*** DATA UNDER STUDY ***

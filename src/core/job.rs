//! Sans-IO virtual file job state machine.
//!
//! `JobMachine` tracks one request from resolution through streaming. It
//! never performs I/O itself: every transition method returns an [`Action`]
//! naming the operation the frontend must perform next, and the frontend
//! reports the outcome through the matching `on_*` method.

use std::io;
use std::path::{Path, PathBuf};
use std::sync::Arc;

use crate::error::{ArchiveError, JobError};
use crate::index::ArchiveIndex;
use crate::path::EntryPath;
use crate::range::{self, ByteRange};
use crate::record::{ArchiveFileRecord, Integrity};
use crate::response::ResponseInfo;

/// Lifecycle of a job.
#[derive(Debug, Clone, Copy, PartialEq, Eq)]
pub enum JobState {
    Created,
    Initializing,
    Opening,
    RangeNegotiating,
    Seeking,
    Streaming,
    Completed,
    Errored,
    Killed,
}

impl JobState {
    #[inline]
    pub fn is_terminal(&self) -> bool {
        matches!(
            self,
            JobState::Completed | JobState::Errored | JobState::Killed
        )
    }
}

/// What a request path turned out to name.
#[derive(Debug, Clone)]
pub enum ResolvedTarget {
    PlainFile(PathBuf),
    ArchiveEntry {
        index: Arc<ArchiveIndex>,
        record: ArchiveFileRecord,
        entry: EntryPath,
    },
    NotFound,
}

impl ResolvedTarget {
    /// The file to open for this target's bytes.
    pub fn source_path(&self) -> Option<PathBuf> {
        match self {
            ResolvedTarget::PlainFile(path) => Some(path.clone()),
            ResolvedTarget::ArchiveEntry { index, record, entry } if record.unpacked => {
                Some(index.unpacked_path(entry))
            }
            ResolvedTarget::ArchiveEntry { index, .. } => {
                Some(index.container_path().to_path_buf())
            }
            ResolvedTarget::NotFound => None,
        }
    }

    /// Offset of the target's first byte within its source.
    pub fn source_offset(&self) -> u64 {
        match self {
            ResolvedTarget::ArchiveEntry { record, .. } if !record.unpacked => record.offset,
            _ => 0,
        }
    }

    /// Final path component, used for MIME typing and filter selection.
    pub fn file_name(&self) -> Option<&str> {
        match self {
            ResolvedTarget::PlainFile(path) => path.file_name().and_then(|name| name.to_str()),
            ResolvedTarget::ArchiveEntry { entry, .. } => Some(entry.file_name()),
            ResolvedTarget::NotFound => None,
        }
    }

    pub fn integrity(&self) -> Option<&Integrity> {
        match self {
            ResolvedTarget::ArchiveEntry { record, .. } => record.integrity.as_ref(),
            _ => None,
        }
    }

    #[inline]
    pub fn is_archive_entry(&self) -> bool {
        matches!(self, ResolvedTarget::ArchiveEntry { .. })
    }
}

/// Outcome of resolving a request path.
#[derive(Debug, Clone)]
pub struct Resolution {
    pub target: ResolvedTarget,
    pub mime_type: Option<String>,
    /// Set when a plain file is a shortcut to be answered with a redirect.
    pub redirect: Option<PathBuf>,
}

/// The next thing a frontend must do on the machine's behalf.
#[derive(Debug)]
pub enum Action {
    /// Resolve the path off the I/O-driving task, then call `on_resolved`.
    Resolve { path: PathBuf },
    /// Open the source file, then call `on_opened` with its length.
    Open { path: PathBuf },
    /// Seek the source to an absolute offset, then call `on_seeked`.
    Seek { offset: u64 },
    /// Report response headers to the caller. Reads may now be issued.
    HeadersComplete(ResponseInfo),
    /// Report a redirect to the caller. The job is complete.
    Redirect(ResponseInfo),
    /// Read at most `len` bytes from the source, then call `on_read`.
    Read { len: usize },
    /// Hand `bytes` freshly read bytes to the caller.
    ReadComplete { bytes: usize },
    /// No bytes remain. The source was not touched.
    EndOfStream,
    /// The job failed and is now `Errored`.
    Fail(JobError),
    /// Nothing to do.
    Idle,
}

/// Sans-IO virtual file job.
///
/// # Example
///
/// ```ignore
/// let mut job = JobMachine::new("/app/resources/app.asar/index.html");
/// let Action::Resolve { path } = job.start() else { unreachable!() };
/// let action = job.on_resolved(context.resolve(&path));
/// // ...perform `action`, feed the result back, repeat
/// ```
#[derive(Debug)]
pub struct JobMachine {
    path: PathBuf,
    state: JobState,
    range_header: Option<String>,
    target: Option<ResolvedTarget>,
    mime_type: Option<String>,
    range: Option<ByteRange>,
    remaining: u64,
    position: u64,
    pending_read: Option<usize>,
}

impl JobMachine {
    pub fn new(path: impl Into<PathBuf>) -> JobMachine {
        JobMachine {
            path: path.into(),
            state: JobState::Created,
            range_header: None,
            target: None,
            mime_type: None,
            range: None,
            remaining: 0,
            position: 0,
            pending_read: None,
        }
    }

    // ========================================================================
    // Accessors
    // ========================================================================

    #[inline]
    pub fn path(&self) -> &Path {
        &self.path
    }

    #[inline]
    pub fn state(&self) -> JobState {
        self.state
    }

    /// Bytes left to deliver in the negotiated range.
    #[inline]
    pub fn remaining(&self) -> u64 {
        self.remaining
    }

    /// Absolute position in the source of the next byte to read.
    #[inline]
    pub fn position(&self) -> u64 {
        self.position
    }

    #[inline]
    pub fn range(&self) -> Option<&ByteRange> {
        self.range.as_ref()
    }

    #[inline]
    pub fn target(&self) -> Option<&ResolvedTarget> {
        self.target.as_ref()
    }

    #[inline]
    pub fn mime_type(&self) -> Option<&str> {
        self.mime_type.as_deref()
    }

    // ========================================================================
    // Transitions
    // ========================================================================

    fn transition(&mut self, next: JobState) {
        tracing::debug!(path = %self.path.display(), from = ?self.state, to = ?next, "job transition");
        self.state = next;
    }

    fn error(&mut self, err: JobError) -> Action {
        if self.state.is_terminal() {
            return Action::Idle;
        }
        tracing::debug!(path = %self.path.display(), error = %err, "job failed");
        self.pending_read = None;
        self.transition(JobState::Errored);
        Action::Fail(err)
    }

    fn unexpected(&mut self, event: &str) -> Action {
        if self.state.is_terminal() {
            return Action::Idle;
        }
        let msg = format!("{event} while {:?}", self.state);
        self.error(JobError::invariant(msg))
    }

    /// Stash the caller's `Range` header. Only valid before `start`.
    pub fn set_range_header(&mut self, value: impl Into<String>) -> Result<(), JobError> {
        if self.state != JobState::Created {
            return Err(JobError::invariant(format!(
                "range header set while {:?}",
                self.state
            )));
        }
        self.range_header = Some(value.into());
        Ok(())
    }

    pub fn start(&mut self) -> Action {
        if self.state != JobState::Created {
            return self.unexpected("start");
        }
        self.transition(JobState::Initializing);
        Action::Resolve {
            path: self.path.clone(),
        }
    }

    pub fn on_resolved(&mut self, result: Result<Resolution, JobError>) -> Action {
        if self.state != JobState::Initializing {
            return self.unexpected("resolution completed");
        }
        let resolution = match result {
            Ok(resolution) => resolution,
            Err(e) => return self.error(e),
        };

        if let ResolvedTarget::NotFound = resolution.target {
            return self.error(JobError::NotFound(self.path.clone()));
        }

        if let (ResolvedTarget::PlainFile(_), Some(redirect)) =
            (&resolution.target, &resolution.redirect)
        {
            let info = ResponseInfo::redirect(redirect);
            self.target = Some(resolution.target);
            self.transition(JobState::Completed);
            return Action::Redirect(info);
        }

        let Some(path) = resolution.target.source_path() else {
            return self.error(JobError::NotFound(self.path.clone()));
        };
        self.target = Some(resolution.target);
        self.mime_type = resolution.mime_type;
        self.transition(JobState::Opening);
        Action::Open { path }
    }

    /// The source was opened; `result` carries its total length.
    pub fn on_opened(&mut self, result: io::Result<u64>) -> Action {
        if self.state != JobState::Opening {
            return self.unexpected("open completed");
        }
        let source_len = match result {
            Ok(len) => len,
            Err(e) => {
                tracing::debug!(path = %self.path.display(), error = %e, "open failed");
                return self.error(JobError::NotFound(self.path.clone()));
            }
        };
        self.transition(JobState::RangeNegotiating);

        let (content_len, base) = match &self.target {
            Some(ResolvedTarget::ArchiveEntry { record, entry, .. }) if !record.unpacked => {
                match record.end() {
                    Some(end) if end <= source_len => {}
                    end => {
                        let err = ArchiveError::OutOfBounds {
                            entry: entry.to_string(),
                            end: end.unwrap_or(u64::MAX),
                            container_len: source_len,
                        };
                        return self.error(err.into());
                    }
                }
                (record.size, record.offset)
            }
            Some(_) => (source_len, 0),
            None => return self.unexpected("open completed without a target"),
        };

        let range = match range::negotiate(self.range_header.as_deref(), content_len) {
            Ok(range) => range,
            Err(e) => return self.error(e.into()),
        };

        self.range = Some(range);
        self.remaining = range.len();
        self.position = base + range.first();

        if self.position == 0 {
            return self.headers_complete();
        }
        self.transition(JobState::Seeking);
        Action::Seek {
            offset: self.position,
        }
    }

    /// The source seek finished; `result` carries the new position.
    pub fn on_seeked(&mut self, result: io::Result<u64>) -> Action {
        if self.state != JobState::Seeking {
            return self.unexpected("seek completed");
        }
        match result {
            Ok(pos) if pos == self.position => self.headers_complete(),
            Ok(pos) => self.error(JobError::invariant(format!(
                "seek landed at {pos}, expected {}",
                self.position
            ))),
            Err(e) => self.error(e.into()),
        }
    }

    fn headers_complete(&mut self) -> Action {
        let Some(range) = self.range else {
            return self.unexpected("headers completed without a range");
        };
        let plain_file = !matches!(self.target, Some(ResolvedTarget::ArchiveEntry { .. }));
        let info = ResponseInfo::content(&range, self.mime_type.clone(), plain_file);
        self.transition(JobState::Streaming);
        Action::HeadersComplete(info)
    }

    /// The caller wants up to `max` more bytes.
    pub fn read(&mut self, max: usize) -> Action {
        if self.state != JobState::Streaming || self.pending_read.is_some() {
            return self.unexpected("read requested");
        }
        if self.remaining == 0 {
            self.transition(JobState::Completed);
            return Action::EndOfStream;
        }
        let len = (max as u64).min(self.remaining) as usize;
        if len == 0 {
            // Nothing to fetch; the job stays streaming.
            return Action::ReadComplete { bytes: 0 };
        }
        self.pending_read = Some(len);
        tracing::trace!(path = %self.path.display(), len, position = self.position, "read");
        Action::Read { len }
    }

    /// The outstanding source read finished; `result` carries the byte count.
    pub fn on_read(&mut self, result: io::Result<usize>) -> Action {
        let requested = match (self.state, self.pending_read.take()) {
            (JobState::Streaming, Some(requested)) => requested,
            _ => return self.unexpected("read completed"),
        };
        let bytes = match result {
            Ok(bytes) => bytes,
            Err(e) => return self.error(e.into()),
        };

        if bytes > requested || bytes as u64 > self.remaining {
            return self.error(JobError::invariant(format!(
                "source delivered {bytes} bytes with {} remaining",
                self.remaining
            )));
        }
        if bytes == 0 {
            return self.error(io::Error::from(io::ErrorKind::UnexpectedEof).into());
        }

        self.remaining -= bytes as u64;
        self.position += bytes as u64;
        Action::ReadComplete { bytes }
    }

    /// Fail the job from outside, for errors the frontend detects itself.
    pub fn fail(&mut self, err: JobError) -> Action {
        self.error(err)
    }

    /// Cancel the job. Every later transition is a no-op.
    pub fn kill(&mut self) {
        if self.state != JobState::Killed {
            self.pending_read = None;
            self.transition(JobState::Killed);
        }
    }
}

*** End of DATA UNDER STUDY ***

→ **YOUR OBJECTIVE**:
Return each line of the preceding material in which "ArchiveFileRecord" can be found.

→ **RESPONSE BOX**:
use crate::record::{ArchiveFileRecord, Integrity};
        record: ArchiveFileRecord,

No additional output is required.